Хокан пытается навести порядок в хаосе. Он чувствует, что должен это сделать. Но у него не хватает ресурсов для решения этой задачи.
Что-то не сходится в уравнении. Кто-то перемешал все цвета на кубике Рубика.
Но Хокан просто обязан попробовать навести порядок в хаосе. Он должен перекрутить кубик, чтобы все цвета вернулись на свое место.
Словно играешь в дженьгу, а тебя кто-то все время толкает под локоть.

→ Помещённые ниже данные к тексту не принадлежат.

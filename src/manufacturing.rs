//! Manufacturing schema and mapping matching the default [`RowLayout`].
//!
//! These tables describe plant operations exports: one row per utilization
//! interval of a line or a piece of equipment.
//!
//! [`RowLayout`]: crate::layout::RowLayout

use crate::error::SchemaError;
use crate::schema::{
    AttributeMapping, DerivedRule, EntityType, MatchMode, RelationDefinition, RelationMapping, Schema, SchemaMapping,
};
use crate::value::ValueKind;

/// Builds the manufacturing schema.
///
/// # Errors
///
/// Never in practice; the definitions are static, but resolution goes
/// through [`Schema::builder`] like any other schema.
pub fn schema() -> Result<Schema, SchemaError> {
    use ValueKind::{Integer, Real, String, TaggedString, Timestamp};

    Schema::builder()
        .entity_type(
            EntityType::new("Plant")
                .attribute("plantId", String)
                .attribute("plantDescription", TaggedString)
                .attribute("countryDescription", String),
        )
        .entity_type(
            EntityType::new("Area")
                .attribute("areaId", String)
                .relation(RelationDefinition::new("locatedInPlant", "Plant")),
        )
        .entity_type(
            EntityType::new("ProcessCell")
                .attribute("processCellId", String)
                .relation(RelationDefinition::new("partOfArea", "Area")),
        )
        .entity_type(
            EntityType::new("ProductionLine")
                .attribute("lineId", String)
                .relation(RelationDefinition::new("locatedInProcessCell", "ProcessCell"))
                .relation(
                    RelationDefinition::new("hasEquipmentPart", "Equipment")
                        .multi()
                        .with_inverse("isPartOfProductionLine"),
                ),
        )
        .entity_type(
            EntityType::new("EquipmentClass")
                .attribute("equipmentClassId", String)
                .attribute("defaultSequencePosition", Integer)
                .relation(
                    RelationDefinition::new("classIsUpstreamOf", "EquipmentClass").with_inverse("classIsDownstreamOf"),
                )
                .relation(
                    RelationDefinition::new("classIsDownstreamOf", "EquipmentClass").with_inverse("classIsUpstreamOf"),
                ),
        )
        .entity_type(
            EntityType::new("Equipment")
                .attribute("equipmentId", String)
                .attribute("equipmentName", String)
                .attribute("equipmentModel", String)
                .attribute("sequencePosition", Integer)
                .relation(
                    RelationDefinition::new("isPartOfProductionLine", "ProductionLine").with_inverse("hasEquipmentPart"),
                )
                .relation(RelationDefinition::new("memberOfClass", "EquipmentClass"))
                .relation(
                    RelationDefinition::new("isImmediatelyUpstreamOf", "Equipment")
                        .with_inverse("isImmediatelyDownstreamOf"),
                )
                .relation(
                    RelationDefinition::new("isImmediatelyDownstreamOf", "Equipment")
                        .with_inverse("isImmediatelyUpstreamOf"),
                ),
        )
        .entity_type(
            EntityType::new("Material")
                .attribute("materialId", String)
                .attribute("materialDescription", TaggedString),
        )
        .entity_type(
            EntityType::new("ProductionRequest")
                .attribute("requestId", String)
                .attribute("batchId", String)
                .attribute("requestDescription", String)
                .relation(RelationDefinition::new("usesMaterial", "Material")),
        )
        .entity_type(
            EntityType::new("Shift")
                .attribute("shiftId", String)
                .attribute("shiftStartTime", Timestamp)
                .attribute("shiftEndTime", Timestamp),
        )
        .entity_type(EntityType::new("OperationalState").attribute("stateDescription", String))
        .entity_type(
            EntityType::new("OperationalReason")
                .attribute("reasonDescription", String)
                .attribute("altReasonDescription", TaggedString),
        )
        .entity_type(
            EntityType::new("TimeInterval")
                .attribute("startTime", Timestamp)
                .attribute("endTime", Timestamp),
        )
        .entity_type(
            EntityType::new("EventRecord")
                .attribute("goodProductionQuantity", Integer)
                .attribute("rejectProductionQuantity", Integer)
                .attribute("reportedDurationSeconds", Real)
                .attribute("crewId", String)
                .relation(RelationDefinition::new("involvesResource", "ProductionLine").or_target("Equipment"))
                .relation(RelationDefinition::new("occursDuring", "TimeInterval"))
                .relation(RelationDefinition::new("duringShift", "Shift"))
                .relation(RelationDefinition::new("eventHasState", "OperationalState"))
                .relation(RelationDefinition::new("eventHasReason", "OperationalReason"))
                .relation(RelationDefinition::new("associatedWithProductionRequest", "ProductionRequest"))
                .relation(RelationDefinition::new("usesMaterial", "Material"))
                .relation(RelationDefinition::new("isPartOfLineEvent", "EventRecord").with_inverse("hasDetailedEquipmentEvent"))
                .relation(
                    RelationDefinition::new("hasDetailedEquipmentEvent", "EventRecord")
                        .multi()
                        .with_inverse("isPartOfLineEvent"),
                ),
        )
        .build()
}

/// Builds the column mapping for plant operations exports.
#[must_use]
pub fn mapping() -> SchemaMapping {
    use ValueKind::{Integer, Real, String, TaggedString, Timestamp};

    SchemaMapping::new()
        .attribute("Plant", AttributeMapping::column("plantId", "PLANT", String))
        .attribute("Plant", AttributeMapping::column("plantDescription", "PLANT_DESCRIPTION", TaggedString))
        .attribute("Plant", AttributeMapping::column("countryDescription", "PLANT_COUNTRY_DESCRIPTION", String))
        .attribute("Area", AttributeMapping::column("areaId", "GH_FOCUSFACTORY", String))
        .relation("Area", RelationMapping::row_context("locatedInPlant", "Plant", "Plant"))
        .attribute("ProcessCell", AttributeMapping::column("processCellId", "PHYSICAL_AREA", String))
        .relation("ProcessCell", RelationMapping::row_context("partOfArea", "Area", "Area"))
        .attribute("ProductionLine", AttributeMapping::column("lineId", "LINE_NAME", String))
        .relation(
            "ProductionLine",
            RelationMapping::row_context("locatedInProcessCell", "ProcessCell", "ProcessCell"),
        )
        .attribute("EquipmentClass", AttributeMapping::column("equipmentClassId", "EQUIPMENT_CLASS", String))
        .attribute("Equipment", AttributeMapping::column("equipmentId", "EQUIPMENT_ID", String))
        .attribute("Equipment", AttributeMapping::column("equipmentName", "EQUIPMENT_NAME", String))
        .attribute("Equipment", AttributeMapping::column("equipmentModel", "EQUIPMENT_MODEL", String))
        .attribute("Equipment", AttributeMapping::derived("sequencePosition", Integer))
        .relation(
            "Equipment",
            RelationMapping::row_context("isPartOfProductionLine", "ProductionLine", "ProductionLine"),
        )
        .relation("Equipment", RelationMapping::row_context("memberOfClass", "EquipmentClass", "EquipmentClass"))
        .relation(
            "Equipment",
            RelationMapping::derived("isPartOfProductionLine", "ProductionLine", contains("equipmentId", "lineId")),
        )
        .relation(
            "Equipment",
            RelationMapping::derived("memberOfClass", "EquipmentClass", contains("equipmentName", "equipmentClassId")),
        )
        .attribute("Material", AttributeMapping::column("materialId", "MATERIAL_ID", String))
        .attribute("Material", AttributeMapping::column("materialDescription", "MATERIAL_DESC", TaggedString))
        .attribute("ProductionRequest", AttributeMapping::column("requestId", "PRODUCTION_ORDER_ID", String))
        .attribute("ProductionRequest", AttributeMapping::column("batchId", "BATCH_ID", String))
        .attribute(
            "ProductionRequest",
            AttributeMapping::column("requestDescription", "PRODUCTION_ORDER_DESC", String),
        )
        .relation("ProductionRequest", RelationMapping::row_context("usesMaterial", "Material", "Material"))
        .attribute("Shift", AttributeMapping::column("shiftId", "SHIFT_NAME", String))
        .attribute("Shift", AttributeMapping::column("shiftStartTime", "SHIFT_START_DATE_LOC", Timestamp))
        .attribute("Shift", AttributeMapping::column("shiftEndTime", "SHIFT_END_DATE_LOC", Timestamp))
        .attribute(
            "OperationalState",
            AttributeMapping::column("stateDescription", "UTIL_STATE_DESCRIPTION", String),
        )
        .attribute(
            "OperationalReason",
            AttributeMapping::column("reasonDescription", "UTIL_REASON_DESCRIPTION", String),
        )
        .attribute(
            "OperationalReason",
            AttributeMapping::column("altReasonDescription", "UTIL_ALT_LANGUAGE_REASON", TaggedString),
        )
        .attribute("TimeInterval", AttributeMapping::column("startTime", "START_TIME_UTC", Timestamp))
        .attribute("TimeInterval", AttributeMapping::column("endTime", "END_TIME_UTC", Timestamp))
        .attribute(
            "EventRecord",
            AttributeMapping::column("goodProductionQuantity", "GOOD_PRODUCTION_QTY", Integer).with_default("0"),
        )
        .attribute(
            "EventRecord",
            AttributeMapping::column("rejectProductionQuantity", "REJECT_PRODUCTION_QTY", Integer).with_default("0"),
        )
        .attribute(
            "EventRecord",
            AttributeMapping::column("reportedDurationSeconds", "TOTAL_TIME_SECONDS", Real),
        )
        .attribute("EventRecord", AttributeMapping::column("crewId", "CREW_ID", String))
        .relation("EventRecord", RelationMapping::row_context("involvesResource", "ProductionLine", "Resource"))
        .relation("EventRecord", RelationMapping::row_context("occursDuring", "TimeInterval", "TimeInterval"))
        .relation("EventRecord", RelationMapping::row_context("duringShift", "Shift", "Shift"))
        .relation(
            "EventRecord",
            RelationMapping::row_context("eventHasState", "OperationalState", "OperationalState"),
        )
        .relation(
            "EventRecord",
            RelationMapping::row_context("eventHasReason", "OperationalReason", "OperationalReason"),
        )
        .relation(
            "EventRecord",
            RelationMapping::row_context("associatedWithProductionRequest", "ProductionRequest", "ProductionRequest"),
        )
        .relation("EventRecord", RelationMapping::row_context("usesMaterial", "Material", "Material"))
}

/// Links when the source attribute contains the target attribute, e.g. an
/// equipment id `L1-7` naming line `L1`.
fn contains(source_attribute: &str, target_attribute: &str) -> DerivedRule {
    DerivedRule {
        source_attribute: source_attribute.to_string(),
        target_attribute: target_attribute.to_string(),
        matching: MatchMode::Contains,
    }
}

Словно играешь в тетрис, где фигуры все падают и падают, и сначала их еще удается укладывать в ровные ряды, которые исчезают один за другим, но сверху падают все новые и новые, без остановки, нескончаемым потоком, и хотя Хокан пытается сортировать и избавляться от них как можно быстрее, но фигуры все падают и падают и в конце концов нагромождаются друг на друга, и Хокан погибает между фигурами и верхней границей поля — GAME OVER. Хокан — мертвец, игрок, не справившийся с заданием. Именно этому его учит игра: сколько бы он ни бился, чего бы он ни достиг, в итоге он все равно проиграет.